La plupart des personnes asservies vivent dans ou à proximité des centres urbains comme Montréal, Québec, Détroit, Halifax, et St. John. Il y a un afflux temporaire de personnes réduites en esclavage en Amérique du Nord britannique après la Révolution américaine, lorsque les loyalistes y immigrent et amènent avec eux près de 2000 personnes noires asservies. La répartition de ces migrants est inégale, et l’ Ontario et la Nouvelle-Écosse enregistrent l’augmentation la plus importante du nombre de personnes asservies. Jusqu’à 3500 loyalistes noirs libres ayant gagné leur liberté par leur allégeance à la Grande-Bretagne immigrent également en Nouvelle-Écosse et au Nouveau-Brunswick.

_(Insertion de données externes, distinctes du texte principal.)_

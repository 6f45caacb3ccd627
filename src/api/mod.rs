//! Shop API Client
//!
//! Typed wrappers around the REST endpoints under `/api`. All calls go
//! through one [`Api`] value so the base URL and request timeout are
//! configured in a single place.

mod cart;
mod error;
mod filter;
mod products;

pub use error::ApiError;
pub use products::products_query;

use std::time::Duration;

use serde::de::DeserializeOwned;
use serde::Serialize;

use crate::config::ShopConfig;

/// Client for the shop API. Cheap to clone; clones share the same
/// underlying HTTP client.
#[derive(Clone)]
pub struct Api {
    client: reqwest::Client,
    base: String,
    timeout: Duration,
}

impl Api {
    pub fn new(config: &ShopConfig) -> Self {
        Self {
            client: reqwest::Client::new(),
            base: config.api_base.trim_end_matches('/').to_string(),
            timeout: Duration::from_millis(config.request_timeout_ms as u64),
        }
    }

    fn endpoint(&self, path: &str) -> String {
        format!("{}{}", self.base, path)
    }

    async fn get_json<T: DeserializeOwned>(&self, path: &str) -> Result<T, ApiError> {
        let response = self
            .client
            .get(self.endpoint(path))
            .timeout(self.timeout)
            .send()
            .await?;
        if !response.status().is_success() {
            return Err(ApiError::Status(response.status().as_u16()));
        }
        Ok(response.json::<T>().await?)
    }

    async fn post_json<B: Serialize + ?Sized>(&self, path: &str, body: &B) -> Result<(), ApiError> {
        let response = self
            .client
            .post(self.endpoint(path))
            .timeout(self.timeout)
            .json(body)
            .send()
            .await?;
        if !response.status().is_success() {
            return Err(ApiError::Status(response.status().as_u16()));
        }
        Ok(())
    }

    async fn post_empty(&self, path: &str) -> Result<(), ApiError> {
        let response = self
            .client
            .post(self.endpoint(path))
            .timeout(self.timeout)
            .send()
            .await?;
        if !response.status().is_success() {
            return Err(ApiError::Status(response.status().as_u16()));
        }
        Ok(())
    }
}
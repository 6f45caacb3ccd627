use super::{Api, ApiError};
use crate::models::CartItem;

impl Api {
    /// Fetch the full shared cart.
    pub async fn get_cart(&self) -> Result<Vec<CartItem>, ApiError> {
        self.get_json("/cart").await
    }

    pub async fn add_to_cart(&self, item: &CartItem) -> Result<(), ApiError> {
        self.post_json("/cart/add", item).await
    }

    /// Replace the entire cart contents with `items`.
    pub async fn replace_cart(&self, items: &[CartItem]) -> Result<(), ApiError> {
        self.post_json("/cart/batch", items).await
    }

    /// Empty the cart for everyone.
    pub async fn reset_cart(&self) -> Result<(), ApiError> {
        self.post_empty("/cart/reset").await
    }

    /// Remove every cart line named `name`. The API has no removal
    /// endpoint, so this reads the cart and writes back the remaining
    /// lines; an add landing between the two requests is lost.
    pub async fn remove_from_cart(&self, name: &str) -> Result<(), ApiError> {
        let cart = self.get_cart().await?;
        let remaining = crate::cart::remove_by_name(&cart, name);
        self.replace_cart(&remaining).await
    }
}
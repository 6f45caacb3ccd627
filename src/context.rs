//! Application Context
//!
//! Shared handles provided via Leptos Context API.

use leptos::prelude::*;

use crate::models::NoticeKind;
use crate::store::{store_push_notice, store_remove_notice, AppStore};

/// App-wide signals provided via context
#[derive(Clone, Copy)]
pub struct AppContext {
    /// Trigger to re-fetch the cart right now - read
    pub cart_reload: ReadSignal<u32>,
    /// Trigger to re-fetch the cart right now - write
    set_cart_reload: WriteSignal<u32>,
    store: AppStore,
    notice_ttl_ms: u32,
}

impl AppContext {
    pub fn new(
        cart_reload: (ReadSignal<u32>, WriteSignal<u32>),
        store: AppStore,
        notice_ttl_ms: u32,
    ) -> Self {
        Self {
            cart_reload: cart_reload.0,
            set_cart_reload: cart_reload.1,
            store,
            notice_ttl_ms,
        }
    }

    /// Request an immediate cart refresh instead of waiting for the
    /// next poll tick.
    pub fn reload_cart(&self) {
        self.set_cart_reload.update(|v| *v += 1);
    }

    /// Show a notice that dismisses itself after the configured TTL.
    pub fn notify(&self, kind: NoticeKind, message: impl Into<String>) {
        let id = store_push_notice(&self.store, message.into(), kind);
        let store = self.store;
        let ttl = self.notice_ttl_ms;
        leptos::task::spawn_local(async move {
            gloo_timers::future::TimeoutFuture::new(ttl).await;
            store_remove_notice(&store, id);
        });
    }

    pub fn notify_success(&self, message: impl Into<String>) {
        self.notify(NoticeKind::Success, message);
    }

    pub fn notify_error(&self, message: impl Into<String>) {
        self.notify(NoticeKind::Error, message);
    }
}
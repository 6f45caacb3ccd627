use super::{Api, ApiError};
use crate::models::Filter;

impl Api {
    /// Fetch the filter currently shared by all clients.
    pub async fn get_filter(&self) -> Result<Filter, ApiError> {
        self.get_json("/filter").await
    }

    /// Publish a filter for every client to adopt.
    pub async fn set_filter(&self, filter: &Filter) -> Result<(), ApiError> {
        self.post_json("/filter", filter).await
    }
}
//! Client State Synchronizer
//!
//! Reconciles local state with the server for the two shared resources
//! (filter, cart). Remote changes arrive via polling; local edits apply
//! immediately and are pushed best-effort. Conflicts resolve as last
//! writer wins, so a poll landing right after a local edit may briefly
//! undo it until the next tick round-trips.

use leptos::prelude::*;
use leptos::task::spawn_local;
use leptos_poll::{bind_visibility_pause, start_polling, PollHandle};

use crate::api::Api;
use crate::context::AppContext;
use crate::filter::filter_summary;
use crate::models::Filter;
use crate::store::{
    store_note_cart_failure, store_replace_cart, AppStateStoreFields, AppStore,
};

/// Keeps this client in step with the server. Constructed once per
/// page session; clones share the same signals.
#[derive(Clone)]
pub struct Synchronizer {
    api: Api,
    store: AppStore,
    ctx: AppContext,
    /// Most recently applied filter, local or remote. Polls compare
    /// against this so an unchanged fetch applies nothing.
    last_filter: ReadSignal<Option<Filter>>,
    set_last_filter: WriteSignal<Option<Filter>>,
    server_filtering: bool,
}

impl Synchronizer {
    pub fn new(api: Api, store: AppStore, ctx: AppContext, server_filtering: bool) -> Self {
        let (last_filter, set_last_filter) = signal(None);
        Self {
            api,
            store,
            ctx,
            last_filter,
            set_last_filter,
            server_filtering,
        }
    }

    /// Start both pollers. Ticks that would overlap an in-flight fetch
    /// are skipped, and both polls pause while the page is hidden.
    pub fn start(&self, poll_interval_ms: u32) -> (PollHandle, PollHandle) {
        let sync = self.clone();
        let filter_poll = start_polling(poll_interval_ms, move || {
            let sync = sync.clone();
            async move { sync.poll_filter().await }
        });
        bind_visibility_pause(filter_poll.clone());

        let sync = self.clone();
        let cart_poll = start_polling(poll_interval_ms, move || {
            let sync = sync.clone();
            async move { sync.poll_cart().await }
        });
        bind_visibility_pause(cart_poll.clone());

        (filter_poll, cart_poll)
    }

    /// Fetch the full catalog once at mount.
    pub async fn load_catalog(&self) {
        self.fetch_catalog(None).await;
    }

    /// One filter poll tick. A fetched filter is adopted only when it
    /// differs from the last applied value.
    pub async fn poll_filter(&self) {
        match self.api.get_filter().await {
            Ok(fetched) => {
                if remote_changed(self.last_filter.get_untracked().as_ref(), &fetched) {
                    web_sys::console::log_1(
                        &format!("[SYNC] Remote filter changed: {fetched:?}").into(),
                    );
                    self.apply_filter(fetched);
                }
            }
            Err(err) => {
                web_sys::console::error_1(&format!("[POLL] Filter poll failed: {err}").into());
            }
        }
    }

    /// One cart poll tick. Snapshots equal to the displayed cart are
    /// dropped by the store so nothing re-renders.
    pub async fn poll_cart(&self) {
        match self.api.get_cart().await {
            Ok(items) => {
                if store_replace_cart(&self.store, items) {
                    web_sys::console::log_1(&"[SYNC] Cart updated from server".into());
                }
            }
            Err(err) => {
                web_sys::console::error_1(&format!("[POLL] Cart poll failed: {err}").into());
                store_note_cart_failure(&self.store);
            }
        }
    }

    /// Apply a locally edited filter and publish it for other clients.
    /// The local apply happens first so the page answers immediately
    /// and the next poll already knows the edit.
    pub async fn push_filter(&self, filter: Filter) {
        self.apply_filter(filter.clone());
        if let Err(err) = self.api.set_filter(&filter).await {
            web_sys::console::error_1(&format!("[SYNC] Filter push failed: {err}").into());
            self.ctx.notify_error("Could not share the filter");
        }
    }

    /// Make `filter` the active filter: remember it for change
    /// detection, narrow the product display, and tell the user.
    fn apply_filter(&self, filter: Filter) {
        self.set_last_filter.set(Some(filter.clone()));
        self.ctx.notify_success(filter_summary(&filter));
        if self.server_filtering {
            let sync = self.clone();
            let query = filter.clone();
            spawn_local(async move {
                sync.fetch_catalog(Some(&query)).await;
            });
        }
        self.store.filter().set(filter);
    }

    async fn fetch_catalog(&self, filter: Option<&Filter>) {
        match self.api.get_products(filter).await {
            Ok(products) => {
                web_sys::console::log_1(
                    &format!("[API] Loaded {} products", products.len()).into(),
                );
                self.store.catalog_error().set(None);
                self.store.products().set(products);
            }
            Err(err) => {
                web_sys::console::error_1(&format!("[API] Catalog load failed: {err}").into());
                self.store.catalog_error().set(Some(err.to_string()));
                self.ctx.notify_error("Could not load the product catalog");
            }
        }
    }
}

/// Whether a fetched filter differs from the last applied one. Nothing
/// applied yet counts as changed, so the first fetch always applies.
fn remote_changed(last: Option<&Filter>, fetched: &Filter) -> bool {
    last != Some(fetched)
}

Parmi les loyalistes se trouvent plusieurs abolitionnistes qui contestent les attitudes sociétales et l’acceptation désinvolte de l’asservissement. En l’espace de deux décennies, cette pratique disparaît presque complètement au Canada. Le Haut-Canada devient la seule colonie à commencer à adopter des lois pour l’abolition progressive de l’asservissement. Au Bas-Canada, deux vaines tentatives sont faites pour abolir l’esclavage de la législature. Cependant, le glas de l’esclavage sonne après que plusieurs jugements juridiques controversés accordent la liberté à des personnes asservies en fuite dans la province. En 1800, les tribunaux dans d’autres parties de l’Amérique du Nord britannique limitent également l’expansion de l’asservissement. Au cours de la décennie suivante, l’embargo international sur la traite des esclaves en haute mer devient de plus en plus efficace pour endiguer l’afflux de personnes réduites en esclavage vers les marchés nord-américains. La pratique de posséder des personnes réduites en esclavage décline. Les esclavagistes se sentent obligés de vendre leurs personnes asservies aux acheteurs américains ou antillais. Le 27 août 1833, le Parlement britannique adopte une loi qui abolit l’asservissement dans toutes les colonies de l’Amérique du Nord britannique ; la loi entre en vigueur le 1er août 1834.
Migrations noires
Après la Révolution américaine, les loyalistes noirs s’installent dans presque toutes les provinces à l’est du Manitoba. Dans le Haut-Canada, les loyalistes noirs se joignent aux communautés noires qui sont établies dans plusieurs petites villes et petits villages entre Windsor et Toronto. Dans le Bas-Canada, les loyalistes qui possèdent des personnes réduites en esclavage s’installent dans les Cantons-de-l’Est, entre la frontière et le Fleuve Saint-Laurent. ( Voir Esclavage des Noirs au Canada.)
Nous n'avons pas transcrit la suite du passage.